Bones, The Big Bang Theory, and now Scorpion are Wrong! Good TV Shows and Diabetes Facts!!

I like to say that I watch “intelligent” comedy/drama on TV. I do occasionally watch a NOVA (Thank you Mrs. Schofield and Biology I for the extra credit years ago!), Discovery channel, or National Geographic. I prefer comedies or dramas that I “thought” took a little intelligence to appreciate. I am thinking of The Big Bang Theory, Bones, and now Scorpion. All three of these shows have made inaccurate references to diabetes! Tonight was no exception!
I remember seeing posts on FB about the Bones episode. My daughter and I have recently become Bones fanatics and I didn’t mind it when Bones made a comment, “Are you trying to make me diabetic?” in an episode concerning how much she was eating. I didn’t get upset. I was glad that TV was at least mentioning our cause. I know very well that eating sugar does not give you diabetes. It is hard to differentiate that to the rest of the public concerning individuals that choose to live unhealthy lifestyles and therefore eat mostly carbohydrates and poor sources of nutrition. This can wear down the pancreas, but eating sugar is not the cause. It is the entire lifestyle. I still could appreciate the fact that attention was being given to diabetes in general. The Big Bang Theory has made two references that I can recall. The first was similar to the Bones Episode. The second was the fist episode of this new season discussing diabetes, insulin pumps, and the overweight people using the insulin pumps! I guess it got my attention, but I still tried to forgive Hollywood because at least they were mentioning insulin pumps in the main stream. They were showing that we are part of the normal population and we are out and about living!
Tonight I came home from a class and couldn’t unwind to get to sleep. I turned on the DVR and decided to watch the latest episode of Scorpion. This is a show all about genius people comprising a team to help solve some difficult problems in our world. Sounds good right? However, the main genius just made a reference to the fact that Halloween leads to “Juvenile Diabetes”! For goodness sake, I know that most of the world is uneducated about the differences between T1 and T2, but seriously. I could even understand using the term “Juvenile Diabetes” which no longer is correct. Many people still believe that if you are young you can only get Type 1 and if you are old you get type 2. These lines of course, have all been crossed and the same old rules no longer apply. However, I think I am used to the the world misrepresenting the majority of the diabetes population, those living with T2. I was taken aback at the inaccuracy that eating Halloween candy could cause T1 diabetes. More than that, I was upset that it made reference to Juvenile. Any genius should know that “Juvenile” or T1 is caused by genetics and environmental triggers– not lifestyle habits!
I am torn between frustration of accurate facts and thankfulness for diabetes in general getting the much needed attention it deserves. We don’t have anyone wearing particular colors for us, teams fundraising for us, and we need to get the public educated about how devastating life with this disease is. I simply would also like some accurate facts! Come on Hollywood- if we can figure out the last detail on a star’s wedding dress, what one celebrity said to another, hire physicists to make sure that the equations in the background of every BBT episode are accurate– couldn’t someone help these people understand diabetes?!?!?!
Thank you.
The Diabetes Coach
Marianne Tetlow

One thought on “Bones, The Big Bang Theory, and now Scorpion are Wrong! Good TV Shows and Diabetes Facts!!
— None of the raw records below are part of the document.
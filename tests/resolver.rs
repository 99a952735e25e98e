use gorefs::core::resolver::{enclosing_declaration, Enclosing};
use gorefs::core::{DeclarationIndex, Reference, ReferenceResolver};
use gorefs::parsers::common::walk_with_ancestors;
use gorefs::parsers::{GoParser, ParsedFile};
use std::convert::Infallible;
use std::path::Path;

const ROOT: &str = "/project";
const MODULE: &str = "example.com/project";

fn parse(path: &str, source: &str) -> ParsedFile {
    GoParser::new()
        .parse_source(Path::new(path), source.to_string())
        .unwrap()
}

/// Resolves every file against an index of all of them, returning
/// `from -> to` pairs as `name -> name` strings.
fn resolve(files: &[ParsedFile]) -> Vec<(String, String)> {
    let index = DeclarationIndex::build(
        files.iter().map(|f| &f.declarations),
        Path::new(ROOT),
        MODULE,
    )
    .unwrap();
    let resolver = ReferenceResolver::new(&index, Path::new(ROOT), MODULE);

    let mut pairs: Vec<(String, String)> = files
        .iter()
        .flat_map(|file| resolver.resolve_file(file).unwrap())
        .map(|(from, to): Reference| (from.name, to.name))
        .collect();
    pairs.sort();
    pairs.dedup();
    pairs
}

fn pair(from: &str, to: &str) -> (String, String) {
    (from.to_string(), to.to_string())
}

#[test]
fn resolver_links_local_calls() {
    let file = parse(
        "/project/main.go",
        "package main\n\nfunc main() {\n\thelper()\n}\n\nfunc helper() {}\n",
    );
    assert_eq!(resolve(&[file]), vec![pair("main", "helper")]);
}

#[test]
fn resolver_links_declarations_across_files_of_one_directory() {
    let a = parse("/project/a.go", "package main\n\nfunc main() { fromB() }\n");
    let b = parse("/project/b.go", "package main\n\nfunc fromB() {}\n");
    let index = DeclarationIndex::build([&a.declarations, &b.declarations], Path::new(ROOT), MODULE)
        .unwrap();
    let resolver = ReferenceResolver::new(&index, Path::new(ROOT), MODULE);

    let references = resolver.resolve_file(&a).unwrap();
    assert_eq!(references.len(), 1);
    let (from, to) = &references[0];
    assert_eq!(from.file_path, Path::new("/project/a.go"));
    assert_eq!(to.file_path, Path::new("/project/b.go"));
    assert_eq!(to.name, "fromB");
}

#[test]
fn resolver_follows_import_aliases_into_other_modules() {
    let main = parse(
        "/project/main.go",
        "package main\n\nimport (\n\t\"example.com/project/lib\"\n\tu \"example.com/project/pkg/util\"\n)\n\nfunc main() {\n\tlib.Target()\n\tvar _ u.Config\n}\n",
    );
    let lib = parse("/project/lib/lib.go", "package lib\n\nfunc Target() {}\n\nfunc Other() {}\n");
    let util = parse("/project/pkg/util/util.go", "package util\n\ntype Config struct{}\n");

    assert_eq!(
        resolve(&[main, lib, util]),
        vec![pair("main", "Config"), pair("main", "Target")]
    );
}

#[test]
fn local_declaration_shadows_import_alias() {
    let main = parse(
        "/project/main.go",
        "package main\n\nimport \"example.com/project/lib\"\n\nvar lib = struct{ Target int }{}\n\nfunc main() {\n\t_ = lib.Target\n}\n",
    );
    let lib = parse("/project/lib/lib.go", "package lib\n\nfunc Target() {}\n");

    assert_eq!(resolve(&[main, lib]), vec![pair("main", "lib")]);
}

#[test]
fn recursion_produces_no_self_reference() {
    let file = parse(
        "/project/s.go",
        "package p\n\ntype Struct struct{}\n\nfunc (s *Struct) Method() {\n\ts.Method()\n}\n",
    );
    let pairs = resolve(&[file]);
    assert_eq!(pairs, vec![pair("Struct::Method", "Struct")]);
    assert!(pairs.iter().all(|(from, to)| from != to));
}

#[test]
fn references_inside_discarded_declarations_are_dropped() {
    let file = parse(
        "/project/d.go",
        "package p\n\ntype Iface interface{ M() }\n\ntype Impl struct{}\n\nfunc (Impl) M() {}\n\nvar _ Iface = Impl{}\n\nfunc helper() int { return 1 }\n\nvar _ = helper()\n",
    );
    let pairs = resolve(&[file]);
    assert_eq!(pairs, vec![pair("Impl::M", "Impl")]);
}

#[test]
fn types_are_referenced_from_struct_fields_and_signatures() {
    let file = parse(
        "/project/t.go",
        "package p\n\ntype Elem struct{}\n\ntype List struct {\n\titems []Elem\n}\n\nfunc build(e Elem) List { return List{} }\n",
    );
    assert_eq!(
        resolve(&[file]),
        vec![pair("List", "Elem"), pair("build", "Elem"), pair("build", "List")]
    );
}

#[test]
fn multi_name_value_specs_attribute_references_to_every_name() {
    let file = parse(
        "/project/v.go",
        "package p\n\nfunc one() int { return 1 }\n\nfunc two() int { return 2 }\n\nvar a, b = one(), two()\n",
    );
    assert_eq!(
        resolve(&[file]),
        vec![
            pair("a", "one"),
            pair("a", "two"),
            pair("b", "one"),
            pair("b", "two"),
        ]
    );
}

#[test]
fn specs_of_one_group_keep_their_own_references() {
    let file = parse(
        "/project/g.go",
        "package p\n\nfunc one() int { return 1 }\n\nfunc two() int { return 2 }\n\nvar (\n\tx = one()\n\ty = two()\n\tz = one()\n)\n",
    );
    assert_eq!(
        resolve(&[file]),
        vec![pair("x", "one"), pair("y", "two"), pair("z", "one")]
    );
}

#[test]
fn qualified_type_names_resolve_only_through_the_import() {
    let lib = parse("/project/lib/lib.go", "package lib\n\ntype Config struct{}\n");
    let main = parse(
        "/project/main.go",
        "package main\n\nimport \"example.com/project/lib\"\n\ntype Config struct{}\n\nvar current lib.Config\n",
    );
    let index = DeclarationIndex::build(
        [&lib.declarations, &main.declarations],
        Path::new(ROOT),
        MODULE,
    )
    .unwrap();
    let resolver = ReferenceResolver::new(&index, Path::new(ROOT), MODULE);
    let references = resolver.resolve_file(&main).unwrap();

    assert_eq!(references.len(), 1);
    let (from, to) = &references[0];
    assert_eq!(from.name, "current");
    assert_eq!(to.name, "Config");
    assert_eq!(to.file_path, Path::new("/project/lib/lib.go"));
}

#[test]
fn lookup_misses_produce_nothing() {
    let file = parse(
        "/project/m.go",
        "package main\n\nimport \"fmt\"\n\nfunc main() {\n\tfmt.Println(undefined)\n}\n",
    );
    assert!(resolve(&[file]).is_empty());
}

#[test]
fn enclosing_declaration_is_the_outermost_one() {
    let file = parse(
        "/project/e.go",
        "package p\n\nvar top = 1\n\nfunc outer() {\n\ttype local struct{}\n\t_ = top\n}\n",
    );
    let source = file.source.as_bytes();
    let mut seen = Vec::new();
    walk_with_ancestors(file.tree.root_node(), |ancestors, node| -> Result<(), Infallible> {
        if node.kind() == "identifier" || node.kind() == "type_identifier" {
            let text = node.utf8_text(source).unwrap().to_string();
            let enclosing = enclosing_declaration(ancestors, source, file.file_path()).unwrap();
            seen.push((text, enclosing));
        }
        Ok(())
    })
    .unwrap();

    let names = |decls: &[&str]| {
        Enclosing::Declarations(decls.iter().map(|s| s.to_string()).collect())
    };
    assert_eq!(
        seen,
        vec![
            ("top".to_string(), names(&["top"])),
            ("outer".to_string(), names(&["outer"])),
            ("local".to_string(), names(&["outer"])),
            ("_".to_string(), names(&["outer"])),
            ("top".to_string(), names(&["outer"])),
        ]
    );
}

#[test]
fn walk_with_ancestors_tracks_the_path_to_each_node() {
    let file = parse("/project/w.go", "package p\n\nfunc f() {}\n");
    let mut visits = Vec::new();
    walk_with_ancestors(file.tree.root_node(), |ancestors, node| -> Result<(), Infallible> {
        let path: Vec<&str> = ancestors.iter().map(|a| a.kind()).collect();
        visits.push((node.kind(), path));
        Ok(())
    })
    .unwrap();

    assert_eq!(visits[0], ("source_file", vec![]));
    let function = visits
        .iter()
        .find(|(kind, _)| *kind == "identifier")
        .unwrap();
    assert_eq!(function.1, vec!["source_file", "function_declaration"]);
    assert!(visits
        .iter()
        .all(|(kind, path)| *kind == "source_file" || path.first() == Some(&"source_file")));
}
  1. I know the feeling. I was just watching the first episode of Blue Bloods and was excited to see them talking about a young girl with T1D. But after that, it went downhill. First they said she needed insulin every 24 hrs. I let that slide. She probably takes a basal every morning. But then the cop looking for the missing girl warned that she could go into “insulin shock”? 1. I’ve never heard anyone use that term 2. He meant hypoglycemia 3. Not taking her insulin would bring her BG up not down. Plus the stress of being kidnapped would do the same.

    So which is it? When’s she’s found, does she need a glucose shot or an insulin drip? C’mon CBS/Blue Bloods. Is it that hard to go on WebMD and do 5 mins of research?